▶ _Exercise directions_:
Repeat exactly, please, the opening lines of the data below, through and including the line where "let base = *prices.get(t" sits.

▶ _Provided data_:
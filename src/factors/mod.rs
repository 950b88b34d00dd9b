//trailing factors computed from the price panel

use crate::data::{FactorTable, PricePanel};
use statrs::statistics::Statistics;

//trailing total return over `window` rows: p[t] / p[t - window] - 1
//the first `window` rows are undefined
pub fn compute_momentum(prices: &PricePanel, window: usize) -> FactorTable {
    prices.map_cells(|t, i| {
        if t < window {
            return None;
        }
        let base = *prices.get(t - window, i);
        let value = *prices.get(t, i) / base - 1.0;
        value.is_finite().then_some(value)
    })
}

//annualised rolling standard deviation of daily log returns
//the first `window` rows are undefined
pub fn compute_volatility(
    prices: &PricePanel,
    window: usize,
    trading_days_per_year: u32,
) -> FactorTable {
    let annualise = (trading_days_per_year as f64).sqrt();
    let log_returns = log_returns(prices);

    prices.map_cells(|t, i| {
        if window < 2 || t < window {
            return None;
        }
        let trailing: Vec<f64> = (t + 1 - window..=t)
            .map(|s| log_returns[s][i])
            .collect();
        let vol = trailing.std_dev() * annualise;
        vol.is_finite().then_some(vol)
    })
}

//ln(p[t] / p[t-1]) per cell, 0 on the first row (never read by the rolling window)
fn log_returns(prices: &PricePanel) -> Vec<Vec<f64>> {
    prices
        .rows()
        .iter()
        .enumerate()
        .map(|(t, row)| {
            row.iter()
                .enumerate()
                .map(|(i, &p)| if t == 0 { 0.0 } else { (p / prices.get(t - 1, i)).ln() })
                .collect()
        })
        .collect()
}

▶ _Solved exercise_:
filename src/factors/mod.rs
repository 950b88b34d00dd9b
//trailing factors computed from the price panel

use crate::data::{FactorTable, PricePanel};
use statrs::statistics::Statistics;

//trailing total return over `window` rows: p[t] / p[t - window] - 1
//the first `window` rows are undefined
pub fn compute_momentum(prices: &PricePanel, window: usize) -> FactorTable {
    prices.map_cells(|t, i| {
        if t < window {
            return None;
        }
        let base = *prices.get(t - window, i);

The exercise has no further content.